= Advocacy Index =

Customer survey technique

The Advocacy Index is a customer survey technique developed by VIRTUATel Ltd that is conducted over the telephone. The technique measures customer loyalty using a 3-point scale and is based on the Net Promoter Score (NPS) methodology developed by Fred Reichheld.

==Overview==
The 3 point survey scale was developed as the traditional NPS survey scale of 0 to 10 was not always appropriate to be used during a telephone survey, as it is more difficult to understand aurally. In addition, telephones do not have a 10 on the keypad, so IVR systems would need to wait for a possible second digit, if the number 1 is pressed, causing delays in telephone based customer surveys.

As they had experience in the area of automated customer surveys, VIRTUATel incorporated the Net Promoter survey technique for driving up-sell, cross-sell and customer retention rates but simplified the 0 to 10 score to use a simple 3 option scale to determine if the survey recipient was an Advocate, Neutral or a Non-Advocate.

The Advocacy Index uses the survey question "would you recommend us..." to create a score showing Advocacy Index.

The value of the "Advocacy" question in customer a survey is confirmed in research by Dr Paul Marsden of LSE in "Advocacy Drives Growth" published in 2005. This in turn, builds on extensive research in the US by Frederick F Reichheld, consultant to Bain & Co., who created the Net Promoter Score (NPS) methodology.
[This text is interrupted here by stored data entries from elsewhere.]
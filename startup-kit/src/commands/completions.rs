use std::fs::File;
use std::io::Write;
use std::path::Path;

use clap::{Args, CommandFactory, ValueEnum};

use crate::commands::{Cli, Executable, APP_NAME, SUCCESS_STATUS_CODE};
use crate::errors::{Error, Result};
use crate::utils::reader::Reader;
use crate::utils::writer::Writer;

#[derive(Copy, Clone, ValueEnum, Debug)]
pub enum Shell {
    Bash,
    Zsh,
    Fish,
    PowerShell,
}

#[derive(Debug, Args)]
pub struct Completions {
    #[arg(
        long,
        short,
        value_name = LOCATION,
        help = "the location where the completions script will be, if no value is present the script will be written to stdout",
    )]
    location: Option<String>,
    #[arg(
        long,
        short,
        value_name = "shell",
        required = true,
        help = "the shell you are currently running"
    )]
    shell: Shell,
}

const LOCATION: &str = "location";

impl Executable for Completions {
    fn execute(&self, _: &mut Writer, _: &mut Reader) -> Result<i32> {
        let mut app = Cli::command();

        let mut writer = match &self.location {
            Some(location) => {
                let path = Path::new(&location);
                if !path.exists() || !path.is_dir() {
                    return Err(Error::IllegalArguments(String::from("incompatible path")));
                }

                Box::new(File::create(path.join("startup-kit.sh"))?) as Box<dyn Write>
            }
            None => Box::new(std::io::stdout()) as Box<dyn Write>,
        };

        match self.shell {
            Shell::Bash => clap_complete::generate(
                clap_complete::shells::Bash,
                &mut app,
                APP_NAME,
                &mut writer,
            ),
            Shell::Zsh => clap_complete::generate(
                clap_complete::shells::Zsh,
                &mut app,
                APP_NAME,
                &mut writer,
            ),
            Shell::Fish => clap_complete::generate(
                clap_complete::shells::Fish,
                &mut app,
                APP_NAME,
                &mut writer,
            ),
            Shell::PowerShell => clap_complete::generate(
                clap_complete::shells::PowerShell,
                &mut app,
                APP_NAME,
                &mut writer,
            ),
        }

        Ok(SUCCESS_STATUS_CODE)
    }
}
The research found that both word of mouth advocacy (as measured by net-promoter score) and negative word of mouth were statistically significant predictors of annual 2003-2004 sales growth:
- Companies enjoying higher levels of word of mouth advocacy (higher net-promoter scores), such as HSBC, Asda, Honda and O2, grew faster than their competitors in the period 2003–04.
- Companies suffering from low levels of word of mouth advocacy and high levels of negative word of mouth, grew slower than their competitors.
- A 7% increase in word of mouth advocacy unlocks 1% additional company growth.
- A 2% reduction in negative word of mouth boosts sales growth by 1%.
- In monetary terms, for the average company in the analysis, a 1% increase in word of mouth advocacy equated to £8.82m extra sales.
- A 1% reduction in negative word of mouth for the average company in the study resulted in £124.84m in additional sales.
- Companies with above average positive word of mouth and below average negative word of mouth grow four times as fast as those with below average positive word of mouth and above average negative word of mouth.

The report concludes by suggesting that asking a simple question; "Would you recommend this company?" the answer provides a measure of word of mouth advocacy that may be useful not only in predicting sales growth, but also in predicting share performance and employee productivity.